Collected data entries

◆ ◆ ◆

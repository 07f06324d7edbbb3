use std::{
	sync::{Arc, Mutex},
	time::Duration,
};

use uuid::Uuid;

use quill_config::VectorMetric;
use quill_providers::{EmbeddingClient, GenerationClient};
use quill_queue::{BoxFuture, IndexingRequest, MemoryChannel, Publisher, RetryPolicy};
use quill_service::{
	AskRequest, CreateNoteRequest, CreateNotebookRequest, DeleteNoteRequest,
	DeleteNotebookRequest, Error, IndexingProducer, MoveNoteRequest, Providers, QuillService,
	ReindexRequest, RenameNotebookRequest, SearchRequest, UpdateNoteRequest,
};
use quill_storage::{MemoryStore, VectorStore};
use quill_testkit::stubs::{
	FailureKind, FixedEmbedding, FlakyEmbedding, KeywordEmbedding, RecordingGeneration,
};
use quill_worker::{IndexingWorker, WorkerHandle};

const KEYWORDS: [&str; 4] = ["rust", "pasta", "tomato", "garden"];

struct Harness {
	store: MemoryStore,
	channel: MemoryChannel,
	service: QuillService,
	generation: Arc<RecordingGeneration>,
	worker: WorkerHandle,
	published: usize,
}
impl Harness {
	async fn start() -> Self {
		Self::with_embedding(Arc::new(KeywordEmbedding::new(&KEYWORDS))).await
	}

	async fn with_embedding(embedding: Arc<dyn EmbeddingClient>) -> Self {
		let store = MemoryStore::new(KEYWORDS.len() as u32, VectorMetric::L2);
		let channel =
			MemoryChannel::new(RetryPolicy { max_attempts: 3, base_backoff_ms: 1, max_backoff_ms: 5 });
		let generation = Arc::new(RecordingGeneration::replying("Boil the pasta."));
		let worker = IndexingWorker::new(
			Arc::new(store.clone()),
			Arc::new(KeywordEmbedding::new(&KEYWORDS)),
			&quill_config::Worker::default(),
		)
		.consume(&channel)
		.await
		.expect("consume");
		let service = QuillService::new(
			Arc::new(store.clone()),
			Providers::new(embedding, generation.clone()),
			IndexingProducer::new(Arc::new(channel.clone())),
		);

		Self { store, channel, service, generation, worker, published: 0 }
	}

	async fn note(&mut self, title: &str, content: &str, notebook_id: Option<Uuid>) -> Uuid {
		let created = self
			.service
			.create_note(CreateNoteRequest {
				title: title.to_string(),
				content: content.to_string(),
				notebook_id,
			})
			.await
			.expect("create note");

		self.published += 1;

		created.note_id
	}

	/// Waits until every request published so far has been handled.
	async fn settle(&self) {
		tokio::time::timeout(Duration::from_secs(10), self.channel.wait_for_settled(self.published))
			.await
			.expect("Indexing did not settle in time.");
	}

	async fn stop(self) {
		self.worker.shutdown().await.expect("shutdown");
	}
}

#[derive(Default)]
struct RecordingPublisher {
	requests: Mutex<Vec<IndexingRequest>>,
}
impl RecordingPublisher {
	fn requests(&self) -> Vec<(Uuid, bool)> {
		self.requests
			.lock()
			.expect("lock")
			.iter()
			.map(|req| (req.note_id, req.delete_old_embedding))
			.collect()
	}
}
impl Publisher for RecordingPublisher {
	fn publish<'a>(&'a self, payload: &'a [u8]) -> BoxFuture<'a, quill_queue::Result<()>> {
		Box::pin(async move {
			let req = IndexingRequest::decode(payload)?;

			self.requests.lock().expect("lock").push(req);

			Ok(())
		})
	}
}

fn offline_service(producer: IndexingProducer) -> (MemoryStore, QuillService) {
	let store = MemoryStore::new(KEYWORDS.len() as u32, VectorMetric::L2);
	let generation: Arc<dyn GenerationClient> = Arc::new(RecordingGeneration::replying("ok"));
	let service = QuillService::new(
		Arc::new(store.clone()),
		Providers::new(Arc::new(KeywordEmbedding::new(&KEYWORDS)), generation),
		producer,
	);

	(store, service)
}

#[tokio::test]
async fn created_notes_become_searchable_nearest_first() {
	let mut harness = Harness::start().await;
	let exact = harness.note("Rust", "notes", None).await;
	let double = harness.note("Rust rust", "deep dive", None).await;
	let mut others = Vec::new();

	for idx in 0..4 {
		others.push(harness.note(&format!("Pasta {idx}"), "tomato sauce", None).await);
	}

	harness.settle().await;

	let res = harness
		.service
		.search(SearchRequest { query: "  rust ".to_string() })
		.await
		.expect("search");

	assert_eq!(res.items.len(), 5);
	assert_eq!(res.items[0].note_id, exact);
	assert_eq!(res.items[0].title, "Rust");
	assert_eq!(res.items[0].distance, 0.0);
	assert_eq!(res.items[1].note_id, double);
	assert!(res.items.windows(2).all(|pair| pair[0].distance <= pair[1].distance));

	harness.stop().await;
}

#[tokio::test]
async fn empty_query_is_rejected() {
	let harness = Harness::start().await;
	let res = harness.service.search(SearchRequest { query: " \n".to_string() }).await;

	assert!(matches!(res, Err(Error::InvalidRequest { .. })));

	harness.stop().await;
}

#[tokio::test]
async fn query_embedding_failure_is_reported() {
	let harness = Harness::with_embedding(Arc::new(FlakyEmbedding::new(
		Arc::new(KeywordEmbedding::new(&KEYWORDS)),
		1,
		FailureKind::Unavailable,
	)))
	.await;
	let res = harness.service.search(SearchRequest { query: "rust".to_string() }).await;

	assert!(matches!(res, Err(Error::EmbeddingUnavailable { .. })));

	harness.stop().await;
}

#[tokio::test]
async fn unusable_query_vectors_are_reported_as_embedding_failures() {
	for vector in [vec![f32::INFINITY; 4], vec![1.0, 0.0], vec![f32::NAN, 0.0, 0.0, 0.0]] {
		let harness = Harness::with_embedding(Arc::new(FixedEmbedding::new(vector))).await;
		let search = harness.service.search(SearchRequest { query: "rust".to_string() }).await;
		let ask = harness.service.ask(AskRequest { question: "rust?".to_string() }).await;

		assert!(matches!(search, Err(Error::EmbeddingUnavailable { .. })));
		assert!(matches!(ask, Err(Error::EmbeddingUnavailable { .. })));
		assert!(harness.generation.prompts().is_empty());

		harness.stop().await;
	}
}

#[tokio::test]
async fn ask_sends_numbered_references_in_distance_order() {
	let mut harness = Harness::start().await;
	let pasta = harness.note("Pasta", "Boil for nine minutes.", None).await;
	let garden = harness.note("Garden", "Water daily.", None).await;

	harness.settle().await;

	let res = harness
		.service
		.ask(AskRequest { question: "How long to cook pasta?".to_string() })
		.await
		.expect("ask");

	assert_eq!(res.answer, "Boil the pasta.");
	assert_eq!(res.references, vec![pasta, garden]);
	assert_eq!(
		harness.generation.prompts(),
		vec![
			"Given references and question below. Answer the question directly without asking again \
			 with question language\n\nReference 1\nPasta\nBoil for nine minutes.\nReference 2\nGarden\n\
			 Water daily.\n\nQuestion:\nHow long to cook pasta?\n\nYour answer: ..."
				.to_string()
		]
	);

	harness.stop().await;
}

#[tokio::test]
async fn ask_without_indexed_notes_still_prompts() {
	let harness = Harness::start().await;
	let res = harness
		.service
		.ask(AskRequest { question: "Anything?".to_string() })
		.await
		.expect("ask");

	assert!(res.references.is_empty());

	let prompts = harness.generation.prompts();

	assert_eq!(prompts.len(), 1);
	assert!(prompts[0].contains("question language\n\n\n\nQuestion:\nAnything?"));

	harness.stop().await;
}

#[tokio::test]
async fn generation_failure_is_reported() {
	let store = MemoryStore::new(KEYWORDS.len() as u32, VectorMetric::L2);
	let service = QuillService::new(
		Arc::new(store),
		Providers::new(
			Arc::new(KeywordEmbedding::new(&KEYWORDS)),
			Arc::new(RecordingGeneration::failing()),
		),
		IndexingProducer::disabled(),
	);
	let res = service.ask(AskRequest { question: "rust?".to_string() }).await;

	assert!(matches!(res, Err(Error::GenerationUnavailable { .. })));
}

#[tokio::test]
async fn mutations_publish_expected_flags() {
	let publisher = Arc::new(RecordingPublisher::default());
	let (_, service) = offline_service(IndexingProducer::new(publisher.clone()));
	let notebook = service
		.create_notebook(CreateNotebookRequest { name: "Kitchen".to_string(), parent_id: None })
		.await
		.expect("notebook");
	let note_id = service
		.create_note(CreateNoteRequest {
			title: "Pasta".to_string(),
			content: "tomato".to_string(),
			notebook_id: None,
		})
		.await
		.expect("create")
		.note_id;

	service
		.update_note(UpdateNoteRequest {
			note_id,
			title: "Pasta".to_string(),
			content: "tomato basil".to_string(),
		})
		.await
		.expect("update");
	service
		.move_note(MoveNoteRequest { note_id, notebook_id: Some(notebook.notebook_id) })
		.await
		.expect("move");
	service.delete_note(DeleteNoteRequest { note_id }).await.expect("delete");

	assert_eq!(publisher.requests(), vec![(note_id, false), (note_id, true), (note_id, true)]);
}

#[tokio::test]
async fn mutations_succeed_without_publisher() {
	let (store, service) = offline_service(IndexingProducer::disabled());
	let note_id = service
		.create_note(CreateNoteRequest {
			title: "Rust".to_string(),
			content: "ownership".to_string(),
			notebook_id: None,
		})
		.await
		.expect("create")
		.note_id;

	assert!(store.live_embeddings(note_id).await.expect("live").is_empty());

	let res = service.reindex(ReindexRequest { note_ids: vec![note_id], notebook_id: None }).await;

	assert!(matches!(res, Err(Error::Queue { .. })));
}

#[tokio::test]
async fn invalid_mutations_are_rejected() {
	let (_, service) = offline_service(IndexingProducer::disabled());
	let blank = service
		.create_note(CreateNoteRequest {
			title: "  ".to_string(),
			content: "body".to_string(),
			notebook_id: None,
		})
		.await;

	assert!(matches!(blank, Err(Error::InvalidRequest { .. })));

	let missing = service
		.move_note(MoveNoteRequest { note_id: Uuid::new_v4(), notebook_id: None })
		.await;

	assert!(matches!(missing, Err(Error::NotFound { .. })));

	let orphan = service
		.create_note(CreateNoteRequest {
			title: "Orphan".to_string(),
			content: String::new(),
			notebook_id: Some(Uuid::new_v4()),
		})
		.await;

	assert!(matches!(orphan, Err(Error::NotFound { .. })));
}

#[tokio::test]
async fn reindex_publishes_listed_and_notebook_notes_once() {
	let publisher = Arc::new(RecordingPublisher::default());
	let (_, service) = offline_service(IndexingProducer::new(publisher.clone()));
	let notebook_id = service
		.create_notebook(CreateNotebookRequest { name: "Kitchen".to_string(), parent_id: None })
		.await
		.expect("notebook")
		.notebook_id;
	let inside = service
		.create_note(CreateNoteRequest {
			title: "Pasta".to_string(),
			content: String::new(),
			notebook_id: Some(notebook_id),
		})
		.await
		.expect("create")
		.note_id;
	let outside = service
		.create_note(CreateNoteRequest {
			title: "Rust".to_string(),
			content: String::new(),
			notebook_id: None,
		})
		.await
		.expect("create")
		.note_id;
	let res = service
		.reindex(ReindexRequest { note_ids: vec![inside, outside], notebook_id: Some(notebook_id) })
		.await
		.expect("reindex");

	assert_eq!(res.published, 2);
	assert_eq!(&publisher.requests()[2..], &[(inside, true), (outside, true)]);

	let missing =
		service.reindex(ReindexRequest { note_ids: vec![Uuid::new_v4()], notebook_id: None }).await;

	assert!(matches!(missing, Err(Error::NotFound { .. })));
}

#[tokio::test]
async fn renamed_notebook_is_reflected_in_source_text() {
	let mut harness = Harness::start().await;
	let notebook_id = harness
		.service
		.create_notebook(CreateNotebookRequest { name: "Kitchen".to_string(), parent_id: None })
		.await
		.expect("notebook")
		.notebook_id;
	let note_id = harness.note("Herbs", "basil", Some(notebook_id)).await;

	harness.settle().await;

	let res = harness
		.service
		.rename_notebook(RenameNotebookRequest { notebook_id, name: "Garden".to_string() })
		.await
		.expect("rename");

	assert_eq!(res.reindexed, 1);

	harness.published += 1;
	harness.settle().await;

	let live = harness.store.live_embeddings(note_id).await.expect("live");

	assert_eq!(live.len(), 1);
	assert!(live[0].source_text.starts_with("Notebook: Garden\nTitle: Herbs\n"));

	let hits = harness
		.service
		.search(SearchRequest { query: "garden".to_string() })
		.await
		.expect("search");

	assert_eq!(hits.items[0].note_id, note_id);
	assert_eq!(hits.items[0].distance, 0.0);

	harness.stop().await;
}

#[tokio::test]
async fn deleted_notes_leave_search_results() {
	let mut harness = Harness::start().await;
	let notebook_id = harness
		.service
		.create_notebook(CreateNotebookRequest { name: "Scratch".to_string(), parent_id: None })
		.await
		.expect("notebook")
		.notebook_id;
	let kept = harness.note("Rust", "traits", None).await;
	let dropped = harness.note("Rust", "lifetimes", None).await;
	let shelved = harness.note("Rust", "macros", Some(notebook_id)).await;

	harness.settle().await;

	let deleted =
		harness.service.delete_note(DeleteNoteRequest { note_id: dropped }).await.expect("delete");

	assert_eq!(deleted.embeddings_invalidated, 1);

	let cascade = harness
		.service
		.delete_notebook(DeleteNotebookRequest { notebook_id })
		.await
		.expect("delete notebook");

	assert_eq!(cascade.notes_deleted, 1);
	assert_eq!(cascade.embeddings_invalidated, 1);

	let res = harness
		.service
		.search(SearchRequest { query: "rust".to_string() })
		.await
		.expect("search");
	let ids: Vec<Uuid> = res.items.iter().map(|item| item.note_id).collect();

	assert_eq!(ids, vec![kept]);
	assert!(!ids.contains(&shelved));

	harness.stop().await;
}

◆ ◆ ◆

Check each line of the data for the string "IndexingWorker" and state how many lines contain it, without any other output.

2